86. What then? Shall it be lawful ordinarily for ministers and elders to do what they list? Or shall the governors in the churches, glorying in the law, by their transgression dishonour God? God forbid. For first, if they shall trespass in anything against the magistrate or municipal laws, whether by intermeddling in judging of civil causes, or otherwise disturbing the peace and order of the commonwealth, they are liable to civil trial and judgments, and it is in the power of the magistrate to restrain and punish them.
87. Again, it hath been before showed, that to ecclesiastical evils ecclesiastical remedies are appointed and fitted, for the church is, no less than the commonwealth, through the grace of God, sufficient to itself in reference [pg 5-033] unto her own end, and as in the commonwealth, so in the church, the error of inferior judgments and assemblies, or their evil government, is to be corrected by superior judgments and assemblies, and so still by them of the same order, lest one order be confounded with another, or one government be intermingled with another government. What shall now the adversaries of ecclesiastical power object here, which those who admit not the yoke of the magistrate may not be ready, in like manner, to transfer against the civil judicatories and government of the commonwealth, seeing it happeneth sometimes that the commonwealth is no less ill governed than the church?
88. If any man shall prosecute the argument, and say that yet no remedy is here showed which may be applied to the injustice or error of a national synod, surely he stumbleth against the same stone, seeing he weigheth not the matter with an equal balance, for the same may, in like sort, fall back and be cast upon parliaments, or any supreme senate of a commonwealth, for who seeth not the judgment of the supreme civil senate to be nothing more infallible, yea, also, in matters of faith and ecclesiastical discipline, more apt and prone to error (as being less accustomed to sacred studies) than the judgment of the national synod? What medicines then, or what sovereign plasters shall be had, which may be fit for the curing and healing of the errors and miscarriages of the supreme magistrates and senate? The very like, and beside all this, other and more effectual medicines by which the errors of national synods may be healed, are possible to be had.

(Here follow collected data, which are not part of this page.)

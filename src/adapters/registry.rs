//! Consul agent registration.
//!
//! The harness does not poll anything itself: it registers the service plus a
//! set of HTTP checks with the local Consul agent and lets the agent do the
//! health checking. Field names follow the agent's `/v1/agent/service/register`
//! JSON schema.
use std::collections::HashMap;

use eyre::{Context, Result};
use serde::{Deserialize, Serialize};

use crate::config::models::RegistryConfig;

/// Environment variable consulted when `service_address` is not configured.
pub const SERVICE_ADDRESS_ENV: &str = "SERVICE_ADDRESS";

/// Service registration payload for the Consul agent API.
#[derive(Debug, Clone, Serialize, Deserialize, PartialEq, Eq)]
#[serde(rename_all = "PascalCase")]
pub struct ServiceRegistration {
    #[serde(rename = "ID")]
    pub id: String,
    pub name: String,
    pub address: String,
    pub port: u16,
    pub checks: Vec<ServiceCheck>,
}

/// A single agent-scheduled HTTP check.
#[derive(Debug, Clone, Serialize, Deserialize, PartialEq, Eq)]
#[serde(rename_all = "PascalCase")]
pub struct ServiceCheck {
    #[serde(rename = "HTTP")]
    pub http: String,
    pub method: String,
    pub interval: String,
    pub timeout: String,
    #[serde(default, skip_serializing_if = "HashMap::is_empty")]
    pub header: HashMap<String, Vec<String>>,
    #[serde(default, skip_serializing_if = "Option::is_none")]
    pub name: Option<String>,
}

/// Client for registering a service with a Consul agent.
pub struct ConsulRegistry {
    client: reqwest::Client,
    agent_base: String,
    registration: ServiceRegistration,
}

impl ConsulRegistry {
    /// Build a registry client from configuration. Returns `Ok(None)` when no
    /// advertisable service address can be resolved; running unregistered is
    /// a supported mode for local development.
    pub fn from_config(config: &RegistryConfig) -> Result<Option<Self>> {
        let address = match config
            .service_address
            .clone()
            .or_else(|| std::env::var(SERVICE_ADDRESS_ENV).ok())
        {
            Some(address) if !address.is_empty() => address,
            _ => {
                tracing::warn!(
                    "No service address configured and {} is unset, skipping registry registration",
                    SERVICE_ADDRESS_ENV
                );
                return Ok(None);
            }
        };

        let registration = build_registration(config, &address);
        let client = reqwest::Client::new();

        Ok(Some(Self {
            client,
            agent_base: config.address.trim_end_matches('/').to_string(),
            registration,
        }))
    }

    /// The payload this client will register (exposed for diagnostics).
    pub fn registration(&self) -> &ServiceRegistration {
        &self.registration
    }

    /// Register the service with the agent. A stale entry under the same id
    /// is deregistered first so restarts do not accumulate duplicates.
    pub async fn register(&self) -> Result<()> {
        tracing::info!(
            "Registering service {} with URL {}:{}",
            self.registration.name,
            self.registration.address,
            self.registration.port
        );

        // Best effort: a missing stale entry is not a failure.
        if let Err(e) = self.deregister().await {
            tracing::debug!("Pre-registration deregister failed (ignored): {e:#}");
        }

        self.client
            .put(format!("{}/v1/agent/service/register", self.agent_base))
            .json(&self.registration)
            .send()
            .await
            .wrap_err("Failed to reach Consul agent")?
            .error_for_status()
            .wrap_err("Consul agent rejected service registration")?;

        Ok(())
    }

    /// Remove the service from the agent.
    pub async fn deregister(&self) -> Result<()> {
        tracing::info!(
            "Unregistering service {} with URL {}:{}",
            self.registration.name,
            self.registration.address,
            self.registration.port
        );

        self.client
            .put(format!(
                "{}/v1/agent/service/deregister/{}",
                self.agent_base, self.registration.id
            ))
            .send()
            .await
            .wrap_err("Failed to reach Consul agent")?
            .error_for_status()
            .wrap_err("Consul agent rejected service deregistration")?;

        Ok(())
    }
}

fn build_registration(config: &RegistryConfig, address: &str) -> ServiceRegistration {
    let check_header: HashMap<String, Vec<String>> = config
        .check_host
        .as_ref()
        .map(|host| HashMap::from([("Host".to_string(), vec![host.clone()])]))
        .unwrap_or_default();

    let checks = config
        .check_paths
        .iter()
        .map(|path| ServiceCheck {
            http: format!("http://{}:{}{}", address, config.service_port, path),
            method: "GET".to_string(),
            interval: config.check_interval.clone(),
            timeout: config.check_timeout.clone(),
            header: check_header.clone(),
            name: Some(path.trim_start_matches('/').to_string()),
        })
        .collect();

    ServiceRegistration {
        id: format!(
            "{}@{}:{}",
            config.service_name, address, config.service_port
        ),
        name: config.service_name.clone(),
        address: address.to_string(),
        port: config.service_port,
        checks,
    }
}
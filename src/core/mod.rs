pub mod context;
pub mod host_rewrite;

pub use context::{DownstreamRouteHolder, RoutingContext};
pub use host_rewrite::{apply_host_header, resolve_host_replacement};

89. There wanteth not a divine medicine and sovereign balm in Gilead, for although the popish opinion of the infallibility of counsels be worthily rejected and exploded, yet it is not in vain that Christ hath promised he shall be present with an assembly which indeed and in truth meeteth in his name with such an assembly verily he useth to be present, by a spiritual aid and assistance of his own Spirit, to uphold the falling, or to raise up the fallen. Whence it is that divers times the errors of former synods are discovered and amended by the latter; sometimes, also, the second or afterthoughts of one and the same synod are the wiser and the better.
90. Furthermore, the line of ecclesiastical subordination is longer and further stretched than the line of civil subordination; for a national synod must be subordinate and subject to an universal synod in the manner aforesaid, whereas yet there is no oecumenical parliament or general civil court acknowledged, unto which the supreme civil senate in this or that nation should be subject. Finally, neither is the church altogether destitute of nearer remedies whether an universal council may be had or not.